Biti arrest sparks outrage

HARARE - The arrest of former Finance minister Tendai Biti has triggered widespread condemnation of the on-going crackdown by government, targeting MDC Alliance leaders.

Biti had gone into hiding to escape the authorities who launched a manhunt on those perceived to have been behind the violence that rocked central Harare mid last week.

He was handed to the police early yesterday morning by the Zambian authorities, who rejected his request for asylum the previous day.

In a statement, the European Union delegation, the Heads of Mission of EU Member States present in Harare and the Heads of Mission of Australia, Canada, and the United States said they were deeply disturbed by reports that opposition supporters were being targeted by the security forces.

“The Heads of Mission note that MDC Alliance principal and former Zimbabwean minister of Finance, Mr Tendai Biti, is in the custody of the Zimbabwean authorities after criminal charges were levelled against him. The Heads of Mission urgently call on the Government of Zimbabwe to guarantee the physical integrity and safety of Mr Biti, to ensure that his constitutional and human rights are respected, and that he will be treated in full accordance with the rule of law,” reads part of the statement.

US senator Chris Coons called upon Washington to stand against the clampdown on opposition figures, saying he was concerned about reports of arbitrary arrests, detentions, and government-sponsored violence.

“These tactics have no place in a democracy, and the government must ensure they stop immediately. Any disagreements over last month’s election should be dealt with through fair and open investigations, hearings, and legal processes,” said Coons.

Coons is particularly alarmed by the detention of opposition leaders by security forces, adding the US senate will hold Harare responsible for ensuring Biti and other detainees are not harmed in any way.

“I also call upon the (Donald) Trump administration, the US State Department, the governments of Zimbabwe, Zambia and other regional actors to stand against politically-motivated arrests and to support and promote the rule of law,” said Coons.
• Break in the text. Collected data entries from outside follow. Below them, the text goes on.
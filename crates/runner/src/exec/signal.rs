//! SIGINT handling and process-group signalling.
//!
//! Simulators run in their own session, so a terminal interrupt only reaches
//! the wrapper. The handler records it; the executor then forwards SIGINT to
//! the child's whole process group.

use std::io;
use std::sync::atomic::{AtomicBool, Ordering};

use crate::common::{Error, Result};

static INTERRUPTED: AtomicBool = AtomicBool::new(false);

extern "C" fn on_interrupt(_signal: libc::c_int) {
    INTERRUPTED.store(true, Ordering::SeqCst);
}

/// Installs a SIGINT handler that only records the interrupt.
///
/// # Errors
///
/// Returns `SignalHandler` if the kernel rejects the handler.
pub fn install_interrupt_handler() -> Result<()> {
    let handler = on_interrupt as extern "C" fn(libc::c_int) as libc::sighandler_t;
    // SAFETY: the handler only performs an atomic store, which is async-signal-safe.
    let previous = unsafe { libc::signal(libc::SIGINT, handler) };
    if previous == libc::SIG_ERR {
        return Err(Error::SignalHandler(io::Error::last_os_error()));
    }
    Ok(())
}

/// Returns `true` once SIGINT was received.
pub fn interrupted() -> bool {
    INTERRUPTED.load(Ordering::SeqCst)
}

/// Sends `signal` to every process in the group led by `pid`.
///
/// # Errors
///
/// Returns the OS error, e.g. `ESRCH` once the group is gone.
pub fn signal_group(pid: u32, signal: libc::c_int) -> io::Result<()> {
    let pgid = libc::pid_t::try_from(pid).map_err(|_| io::Error::from(io::ErrorKind::InvalidInput))?;
    // SAFETY: killpg has no memory-safety preconditions.
    if unsafe { libc::killpg(pgid, signal) } == -1 {
        return Err(io::Error::last_os_error());
    }
    Ok(())
}
//! Core affinity for pinned simulation runs.
//!
//! This module finds a window of idle CPU cores for NUMA-pinned emulator runs. It provides:
//! 1. **Reservations:** A probe inferring cores claimed by sibling `numactl` runs.
//! 2. **Utilization:** A sampler producing one synchronized per-core snapshot.
//! 3. **Topology:** A core-to-node map with a two-node bisection fallback.
//! 4. **Backoff:** Seedable random delays and cancellable sleeping.
//! 5. **Finder:** The polling search combining the above.

/// Retry delays and cancellable sleeping.
pub mod backoff;
/// The polling window search.
pub mod finder;
/// Core reservations inferred from the process table.
pub mod reservation;
/// NUMA node lookup.
pub mod topology;
/// Per-core utilization sampling.
pub mod usage;
/// Windows, ranges and the selection rule.
pub mod window;

pub use backoff::{Backoff, RandomBackoff, Sleeper, ThreadSleeper};
pub use finder::IdleCoreFinder;
pub use reservation::{ProcessEntry, ProcessTableProbe, ReservationProbe};
pub use topology::{SysfsTopology, TopologyProbe, UnknownTopology};
pub use usage::{ProcStatSampler, UtilizationSample, UtilizationSampler};
pub use window::{CoreRange, CoreWindow};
Washington had set a free and fair election as a precondition for total re-engagement with Harare following years of strained relations that emanated from abuse of human rights by the then tyrannical Robert Mugabe when he was president.

US congressman Elliot Engel also took to Twitter to condemn the treatment meted to those who oppose the status quo.

“Political opposition is not a crime. The Government of Zimbabwe’s pursuit of Tendai Biti, a senior member of the opposition MDC Alliance, is outrageous and casts more doubt on the government’s claims that it’s turned a page on its past use of violence and intimidation,” said Engel.

The UK embassy in Harare said it is following the developments around Biti closely.

Tonoziva Bere, former president of the Law Society of Zimbabwe, tweeted in solidarity with Biti yesterday.

He said: “I grew up with Tendai Biti. He was and still is well known for strong frank language. He speaks his mind. But he has no guns or an army. The truth needs none. Contest his ideas. Don’t terrorise him. #FreeBiti”.

Legal expert, Alex Magaisa, was keen to know the source of controversial directives that resulted in the deaths of civilians last week, the disruption of a media conference at a local hotel and Biti’s arrest.

“When soldiers killed civilians, ED promised to appoint independent investigators. When police disrupted a press conference, he sent his minister to stop them. Now we are told he issued a directive for Biti’s release. The president is always holding a mop but who’s messing up?” he queried.

Arnold Tsunga, Africa director at International Commission of Jurists, wondered what continental and regional bodies such as the African Union and the Southern African Development (Sadc) were doing when human rights were being trampled upon in Zimbabwe.

“#ZAMBIA deportation of #TendaiBiti to Harare imminent, asylum application rejected, unimpeded access to lawyers not facilitated. Democracy in Africa is in a comatose. It is not a crime to be oppositional. Where is the Sadc? Where is the AU? Where is the UN?”

David Coltart, a top opposition figure, said Zambia was in violation of the international law.

“It appears the Zambian government is much the same as our own junta. Lawyer Gilbert Phiri has just advised that they defied the order of court and international law and it appears they have deported Biti. Police officers refused to accept the order which was then left at their door,” said Coltart.

According to the Zambia Refugee Act 2017, 11(4): “a person who applies for recognition as a refugee has the right to remain in that country until that he or she is recognised as a refugee; or has had an opportunity to exhaust his/her right of appeal.